How To Lose A Battle , edited and mostly written by Bill Fawcett, falls decidedly in the second tier. This book showed promise – I picked it up on the basis of its title alone. Yet I was certainly not interested in much of the book. This is just a collection of stories of various military blunders.
Some of the essays are very good. I was particularly interested in the essay on the Six-Day War by Edward E Kramer (although why he was chosen as a good person to write this essay I have no idea – he’s better known for founding DragonCon and writing other sci-fi books – assuming I found the correct Kramer.)
Other essays aren’t so great. I hate to name names, but I was really unimpressed by Bill Fawcett’s writing style. All he writes is a narrative. If you’re looking for an analysis of these events, or even a particularly critical examination of them, look elsewhere. It’s hard for the stories to stand on their own – can you really derive entertainment from events that, because of poor leadership led to the deaths of thousands of people? OK, yes, if you’re a horrible person like me, who calls the Darwin Awards a joke book, you can.
This isn’t a funny book though. It’s just stories, depressingly real stories about stupid people and stupid deaths, and the author doesn’t even take the time to give a full picture of the disasters.
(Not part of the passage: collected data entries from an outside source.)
// Copyright (c) 2025 Felix Kahle.
//
// Permission is hereby granted, free of charge, to any person obtaining
// a copy of this software and associated documentation files (the
// "Software"), to deal in the Software without restriction, including
// without limitation the rights to use, copy, modify, merge, publish,
// distribute, sublicense, and/or sell copies of the Software, and to
// permit persons to whom the Software is furnished to do so, subject to
// the following conditions:
//
// The above copyright notice and this permission notice shall be
// included in all copies or substantial portions of the Software.
//
// THE SOFTWARE IS PROVIDED "AS IS", WITHOUT WARRANTY OF ANY KIND,
// EXPRESS OR IMPLIED, INCLUDING BUT NOT LIMITED TO THE WARRANTIES OF
// MERCHANTABILITY, FITNESS FOR A PARTICULAR PURPOSE AND
// NONINFRINGEMENT. IN NO EVENT SHALL THE AUTHORS OR COPYRIGHT HOLDERS BE
// LIABLE FOR ANY CLAIM, DAMAGES OR OTHER LIABILITY, WHETHER IN AN ACTION
// OF CONTRACT, TORT OR OTHERWISE, ARISING FROM, OUT OF OR IN CONNECTION
// WITH THE SOFTWARE OR THE USE OR OTHER DEALINGS IN THE SOFTWARE.

//! # Representation-Generic Kernel
//!
//! The checked integer operations, generic over the signed representation `R`
//! and the exact-width type `T`. Each returns the exact result or a
//! [`NumError`] carrying the saturated fallback.
//!
//! Overflow is detected by comparing one operand against a bound adjusted by
//! the other (`T::MAX - b`, `lo / p`, ...), never by widening, so the same code
//! serves `i64`/`u64` where no wider type exists.
//!
//! The host representation is wired in by the `checked_*_val` traits; the
//! functions here accept any [`SignRepr`] so every representation can be
//! exercised on any host.

use crate::env::{SignRepr, SignedRepr};
use crate::error::{ErrorKind, NumError};
use crate::num::types::{Integer, SignedInteger};

type Checked<T> = Result<T, NumError<T>>;

#[inline(always)]
fn fail<T>(kind: ErrorKind, saturated: T) -> Checked<T> {
    Err(NumError::new(kind, saturated))
}

/// Smallest valid value of `T` under the representation `R`.
///
/// Under one's-complement and sign-magnitude the signed range is symmetric,
/// so the lower bound is `-T::MAX` rather than the host's `T::MIN`.
///
/// # Examples
///
/// ```rust
/// # use flightnum_core::env::{OnesComplement, TwosComplement};
/// # use flightnum_core::num::ops::kernel::repr_min;
/// assert_eq!(repr_min::<TwosComplement, i8>(), -128);
/// assert_eq!(repr_min::<OnesComplement, i8>(), -127);
/// assert_eq!(repr_min::<OnesComplement, u8>(), 0);
/// ```
#[inline(always)]
pub fn repr_min<R: SignRepr, T: Integer>() -> T {
    if !T::SIGNED {
        return T::ZERO;
    }
    match R::KIND {
        SignedRepr::TwosComplement => T::MIN,
        SignedRepr::OnesComplement | SignedRepr::SignMagnitude => T::MIN + T::PLUS_ONE,
    }
}

#[inline(always)]
fn is_minus_one<T: Integer>(v: T) -> bool {
    T::SIGNED && v < T::ZERO && v + T::PLUS_ONE == T::ZERO
}

/// Checked negation. Lossless except for `T::MIN` on two's-complement.
#[inline]
pub fn try_neg<R: SignRepr, T: SignedInteger>(v: T) -> Checked<T> {
    // Outside two's-complement, T::MIN is below the modelled range and has
    // no valid negation either.
    if v < repr_min::<R, T>() || (R::KIND == SignedRepr::TwosComplement && v == T::MIN) {
        return fail(ErrorKind::UnrepresentableNegation, T::MAX);
    }
    // Negative zero does not exist in the host encoding; `-0 == 0`.
    Ok(-v)
}

/// Checked absolute value, failing exactly when negation would.
#[inline]
pub fn try_abs<R: SignRepr, T: SignedInteger>(v: T) -> Checked<T> {
    if v < T::ZERO {
        try_neg::<R, T>(v)
    } else {
        Ok(v)
    }
}

/// Checked addition.
#[inline]
pub fn try_add<R: SignRepr, T: Integer>(a: T, b: T) -> Checked<T> {
    let lo = repr_min::<R, T>();
    if b > T::ZERO && a > T::MAX - b {
        fail(ErrorKind::Overflow, T::MAX)
    } else if b < T::ZERO && a < lo - b {
        fail(ErrorKind::Underflow, lo)
    } else {
        Ok(a + b)
    }
}

/// Checked subtraction. Unsigned underflow saturates to `0`.
#[inline]
pub fn try_sub<R: SignRepr, T: Integer>(a: T, b: T) -> Checked<T> {
    let lo = repr_min::<R, T>();
    if b > T::ZERO && a < lo + b {
        fail(ErrorKind::Underflow, lo)
    } else if b < T::ZERO && a > T::MAX + b {
        fail(ErrorKind::Overflow, T::MAX)
    } else {
        Ok(a - b)
    }
}

/// Checked multiplication.
///
/// Products with equal signs saturate to `T::MAX` (including `MIN * -1`),
/// products with opposite signs to the representation minimum.
#[inline]
pub fn try_mul<R: SignRepr, T: Integer>(a: T, b: T) -> Checked<T> {
    if a == T::ZERO || b == T::ZERO {
        return Ok(T::ZERO);
    }

    if !T::SIGNED {
        return if a > T::MAX / b {
            fail(ErrorKind::Overflow, T::MAX)
        } else {
            Ok(a * b)
        };
    }

    let lo = repr_min::<R, T>();
    match (a > T::ZERO, b > T::ZERO) {
        (true, true) if a > T::MAX / b => fail(ErrorKind::Overflow, T::MAX),
        // `T::MAX / b` is negative and truncates toward zero.
        (false, false) if a < T::MAX / b => fail(ErrorKind::Overflow, T::MAX),
        (true, false) if b < lo / a => fail(ErrorKind::Underflow, lo),
        (false, true) if a < lo / b => fail(ErrorKind::Underflow, lo),
        _ => Ok(a * b),
    }
}

/// Checked division, truncating toward zero.
///
/// Division by zero yields `0`; `T::MIN / -1` yields `T::MAX`.
#[inline]
pub fn try_div<R: SignRepr, T: Integer>(n: T, d: T) -> Checked<T> {
    if d == T::ZERO {
        return fail(ErrorKind::DivisionByZero, T::ZERO);
    }
    // The host traps on MIN / -1 whatever the modelled representation.
    if n == T::MIN && is_minus_one(d) {
        return fail(ErrorKind::Overflow, T::MAX);
    }
    Ok(n / d)
}

/// Checked remainder, with the sign of the dividend.
///
/// Division by zero yields `0`; `T::MIN % -1` is `0` without error.
#[inline]
pub fn try_rem<R: SignRepr, T: Integer>(n: T, d: T) -> Checked<T> {
    if d == T::ZERO {
        return fail(ErrorKind::DivisionByZero, T::ZERO);
    }
    if is_minus_one(d) {
        return Ok(T::ZERO);
    }
    Ok(n % d)
}

/// Number of positions `v` can move left without losing a set bit or, for
/// signed `T`, changing sign.
#[inline(always)]
fn headroom<R: SignRepr, T: Integer>(v: T) -> u32 {
    if !T::SIGNED {
        return v.leading_zeros();
    }
    if v >= T::ZERO {
        return v.leading_zeros() - 1;
    }
    let mut room = (!v).leading_zeros() - 1;
    // A shift landing exactly on T::MIN leaves the symmetric range.
    if room > 0 && (v << room as usize) < repr_min::<R, T>() {
        room -= 1;
    }
    room
}

/// Checked left shift.
///
/// Shifts by the largest `k' <= k` that loses no set bit; if `k' < k` the
/// partially shifted value is returned with [`ErrorKind::ShiftTruncation`].
/// Negative `k` returns `v` unchanged.
///
/// # Examples
///
/// ```rust
/// # use flightnum_core::env::TwosComplement;
/// # use flightnum_core::num::ops::kernel::try_lshift;
/// assert_eq!(try_lshift::<TwosComplement, u8>(0b0001, 3), Ok(0b1000));
/// let e = try_lshift::<TwosComplement, u8>(0b0100_0000, 2).unwrap_err();
/// assert_eq!(e.saturated(), 0b1000_0000);
/// ```
#[inline]
pub fn try_lshift<R: SignRepr, T: Integer>(v: T, k: i32) -> Checked<T> {
    if k < 0 {
        return fail(ErrorKind::NegativeShift, v);
    }
    if v == T::ZERO {
        return Ok(T::ZERO);
    }
    let room = headroom::<R, T>(v);
    if (k as u32) <= room {
        Ok(v << k as usize)
    } else {
        fail(ErrorKind::ShiftTruncation, v << room as usize)
    }
}

/// Checked right shift, arithmetic for signed `T`.
///
/// Bits shifted off the low end are not signalled; counts of `T::BITS` or more
/// yield `0`, or `-1` for negative values. Negative `k` returns `v` unchanged.
#[inline]
pub fn try_rshift<R: SignRepr, T: Integer>(v: T, k: i32) -> Checked<T> {
    if k < 0 {
        return fail(ErrorKind::NegativeShift, v);
    }
    if (k as u32) >= T::BITS {
        return Ok(if v < T::ZERO { !T::ZERO } else { T::ZERO });
    }
    Ok(v >> k as usize)
}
Either make it interesting by teaching me something, or make it interesting by glazing over it to humor.
- It’s also somewhat annoying to read endings like this.
- It’s the lazy way out of writing a good conclusion, and almost every essay by Bill Fawcett (and there are a hell of a lot of them for your anthology, Mr. Editor!) ends in bullet points.
- Seriously, it’s like reading through a textbook and getting to the Chapter Summary at the end. Snooze.